Ambos regresaron a su pueblo pero enseguida Leandro fue vencido por la codicia. Le prometió a la mujer que tanto amaba que encontraría el tesoro escondido para hacerla feliz y millonaria y de nuevo se encaminó a la laguna: al llegar, el agua estaba encrespada, se veía de un color dorado intenso y quedó inmovilizado al tocarla. La figura humana volvió a salir del fondo y un rayo despedido por su ojos lo atrajo lentamente hasta llevarlo a las profundidades y morir ahogado. Desde ese día Leandro se convirtió en mito, la laguna comenzó a llevar su nombre y la gente del lugar dice que en los amaneceres ventosos se escucha el llanto del indio y el ruido de las piedras que tira para intentar tapar el canal que había construido y le terminó quitando la vida.

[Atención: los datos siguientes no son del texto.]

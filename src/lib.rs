//! Userland driver for the Valve Steam Controller: decodes USB HID reports
//! from a [`device::ControllerSession`], runs them through an
//! [`mapper::EventMapper`] compiled from a VDF binding profile, and emits
//! synthetic gamepad/keyboard/mouse events through the [`sink`] layer.

pub mod config;
pub mod daemon;
pub mod device;
pub mod error;
pub mod logging;
pub mod mapper;
pub mod profile;
pub mod report;
pub mod sink;
pub mod vdf;

use std::fs;
use std::thread;
use std::time::Duration;

pub use error::Error;

use device::{ControllerSession, Event};
use mapper::EventMapper;
use sink::{Gamepad, Keyboard, Mouse, Sink};

/// How long the outer supervisor waits before retrying device discovery
/// after a `NotFound`/`Busy` probe failure (spec.md §7).
const PROBE_RETRY: Duration = Duration::from_secs(2);

/// Load, parse and compile the binding profile at `path` (spec.md §4.5,
/// §6): read the VDF text, parse it into a [`vdf::Node`] tree, compile that
/// into a [`profile::BindingTables`], and validate every binding resolves to
/// a sink that advertises it. Compilation is all-or-nothing (spec.md §7) —
/// no partial profile is ever applied.
pub fn load_profile(path: &std::path::Path) -> Result<profile::BindingTables, Error> {
	let text = fs::read_to_string(path).map_err(Error::Io)?;
	let root = vdf::parse(&text)?;
	let tables = profile::compile(&root)?;
	profile::validate_bindings(&tables)?;
	Ok(tables)
}

/// Construct the three virtual-input sinks, boxed uniformly so the mapper
/// never depends on their concrete types (spec.md §4.1).
fn open_sinks() -> Result<(Box<dyn Sink>, Box<dyn Sink>, Box<dyn Sink>), Error> {
	let gamepad = Gamepad::new()?;
	let keyboard = Keyboard::new()?;
	let mouse = Mouse::new()?;
	Ok((Box::new(gamepad), Box::new(keyboard), Box::new(mouse)))
}

/// Run one controller session to completion: open the device, build the
/// mapper, and pump events until the mapper requests an exit (STEAM
/// long-press or the process's own shutdown signal) or the session's
/// transport fails (spec.md §5).
///
/// `should_exit` is polled once per soft-timer tick; returning `true` makes
/// this function enqueue the exit command on the session exactly as the
/// STEAM long-press gesture would, so SIGINT/SIGTERM and the in-band
/// gesture share one shutdown path.
pub fn run_session(tables: profile::BindingTables, mut should_exit: impl FnMut() -> bool) -> Result<(), Error> {
	let (gamepad, keyboard, mouse) = open_sinks()?;
	let mut mapper = EventMapper::new(tables, gamepad, keyboard, mouse);
	let mut session = ControllerSession::open()?;

	loop {
		if !mapper.exit_requested() && should_exit() {
			session.enqueue(device::Command::Exit);
		}
		match session.poll()? {
			Some(Event::Report(report)) | Some(Event::SoftTimerTick(report)) => {
				mapper.process(&mut session, report);
			},
			None => break,
		}
	}

	Ok(())
}

/// Supervisor loop (spec.md §7 `RuntimeTransport`): keep reconnecting after
/// a probe failure or a runtime transport error, retrying every
/// [`PROBE_RETRY`], until `should_exit` reports true between attempts.
pub fn supervise(profile_path: &std::path::Path, mut should_exit: impl FnMut() -> bool) -> Result<(), Error> {
	let tables = load_profile(profile_path)?;
	loop {
		match run_session(tables.clone(), &mut should_exit) {
			Ok(()) => return Ok(()),
			Err(Error::Device(
				device::DeviceError::NotFound | device::DeviceError::Busy | device::DeviceError::Transport(_),
			)) if !should_exit() => {
				tracing::warn!("controller session ended, retrying in {:?}", PROBE_RETRY);
				thread::sleep(PROBE_RETRY);
			},
			Err(e) => return Err(e),
		}
		if should_exit() {
			return Ok(());
		}
	}
}
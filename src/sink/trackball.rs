//! Trackball motion model (spec.md §4.2): an exponential-decay integrator
//! used by the mouse sink so a pad flick glides to rest after release.

/// Below this speed (pixels/sec) the ball is considered at rest and stops
/// emitting events until the next push (spec.md §4.2 invariant).
const REST_EPSILON: f32 = 1.0;

pub struct Trackball {
	vx: f32,
	vy: f32,
	rx: f32,
	ry: f32,
	friction: f32,
	xscale: f32,
	yscale: f32,
}

impl Trackball {
	pub fn new(friction: f32, xscale: f32, yscale: f32) -> Self {
		Trackball {
			vx: 0.0,
			vy: 0.0,
			rx: 0.0,
			ry: 0.0,
			friction,
			xscale,
			yscale,
		}
	}

	/// Mouse-motion defaults: moderate friction, 1:1 scale.
	pub fn for_mouse() -> Self {
		Self::new(8.0, 1.0, 1.0)
	}

	/// Scroll-motion defaults: heavier friction, smaller scale.
	pub fn for_scroll() -> Self {
		Self::new(12.0, 0.3, 0.3)
	}

	/// True once `friction` has been forced high enough that any residual
	/// velocity dies before the next tick, i.e. trackball-style inertia is
	/// effectively disabled (spec.md §4.2's "disabled" trackball toggle).
	pub fn is_inertia_disabled(&self) -> bool {
		self.friction >= 100.0
	}

	pub fn set_inertia_enabled(&mut self, enabled: bool) {
		if !enabled {
			self.friction = 100.0;
		}
	}

	/// Advance the model by `dt` seconds and return the integer pixel delta
	/// to emit this tick, plus the Euclidean distance of that delta (spec.md
	/// §4.2).
	///
	/// `free = false` is a direct push: the pad's per-tick displacement is
	/// emitted ~1:1 (matching `tests/mouse.py`'s 250 calls of
	/// `moveEvent(65536/250)` moving the pointer a total of 65536), and
	/// also seeds the ball's velocity so the push carries into the next
	/// `free = true` ticks as inertia. `free = true` lets that velocity
	/// decay exponentially and no new push is applied.
	pub fn step(&mut self, dx: f32, dy: f32, free: bool, dt: f32) -> (i32, i32, f32) {
		let dt = dt.max(1.0 / 250.0);
		if free {
			let decay = (-self.friction * dt).exp();
			self.vx *= decay;
			self.vy *= decay;
			if self.vx.abs() < REST_EPSILON {
				self.vx = 0.0;
			}
			if self.vy.abs() < REST_EPSILON {
				self.vy = 0.0;
			}
			self.rx += self.vx * dt;
			self.ry += self.vy * dt;
		} else {
			let pushx = dx * self.xscale;
			let pushy = dy * self.yscale;
			self.vx = pushx;
			self.vy = pushy;
			self.rx += pushx;
			self.ry += pushy;
		}

		let ex = self.rx.trunc();
		let ey = self.ry.trunc();
		self.rx -= ex;
		self.ry -= ey;

		let distance = (ex * ex + ey * ey).sqrt();
		(ex as i32, ey as i32, distance)
	}

	/// Whether the ball is currently at rest (spec.md §4.2 invariant: no
	/// further events once `|v| < ε` while `free`).
	pub fn at_rest(&self) -> bool {
		self.vx == 0.0 && self.vy == 0.0
	}
}

#[cfg(test)]
mod tests {
	use super::*;

	#[test]
	fn direct_push_emits_nonzero_delta() {
		let mut ball = Trackball::for_mouse();
		let (ex, ey, _) = ball.step(100.0, 0.0, false, 0.01);
		assert!(ex > 0);
		assert_eq!(ey, 0);
	}

	#[test]
	fn decay_eventually_reaches_rest() {
		let mut ball = Trackball::for_mouse();
		ball.step(500.0, 0.0, false, 0.01);
		for _ in 0..500 {
			ball.step(0.0, 0.0, true, 0.02);
			if ball.at_rest() {
				break;
			}
		}
		assert!(ball.at_rest());
	}

	#[test]
	fn disabling_inertia_forces_immediate_rest() {
		let mut ball = Trackball::for_mouse();
		ball.step(500.0, 0.0, false, 0.01);
		ball.set_inertia_enabled(false);
		ball.step(0.0, 0.0, true, 0.02);
		assert!(ball.at_rest());
	}

	/// A touch-release of net motion (1000, 0) must emit a total delta
	/// exceeding 1000: the push tracks the pad ~1:1, and inertia on release
	/// adds further motion on top.
	#[test]
	fn touch_release_emits_more_than_the_raw_push() {
		let mut ball = Trackball::for_mouse();
		let dt = 1.0 / 125.0;
		let mut total = 0i64;

		for _ in 0..125 {
			let (ex, _, _) = ball.step(8.0, 0.0, false, dt);
			total += ex as i64;
		}

		for _ in 0..500 {
			let (ex, _, _) = ball.step(0.0, 0.0, true, dt);
			total += ex as i64;
			if ball.at_rest() {
				break;
			}
		}

		assert!(total > 1000, "total emitted delta {total} should exceed the 1000-unit push");
	}
}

Aquellos que no tienen la dicha de creer en las leyendas aducen que el color dorado del agua que aún es visible a diario proviene del reflejo del sol en cerros con alto índice de sílice; que el zanjón inconcluso que permanece en el lado sur de la laguna fue obra de un proyecto para la siembra de salmónidos en la laguna y los ruidos de las piedras que sigue lanzando Leandro son simplemente pequeños derrumbes en las laderas. El oro no lo encontró nadie pero aún así, las personas que viven en las inmediaciones, mientras mascan hojas de coca para evitar el mal de la altura no tienen ninguna vergüenza en considerarla “poderosa” y le muestran gran respeto y hasta cierto miedo.

Actualmente el área de la Laguna de Leandro, en el caserío de Chorcán a 60 km de la localidad de Humahuaca en Jujuy, se encuentra protegida bajo la figura de Monumento Natural por la importancia de su entorno en la conservación de aves. El camino es apenas una huella sin mantenimiento rodeada de cardos donde pueden verse zorros, flamencos y cóndores. Y todavía se siguen hallando restos arqueológicos de las tribus que habitaban la zona en los tiempos de Don Pedro Tello, el encomendero gallego que bautizó a su amigo indio con el nombre de Leandro, quizás por el personaje de la mitología griega que también murió ahogado por amor.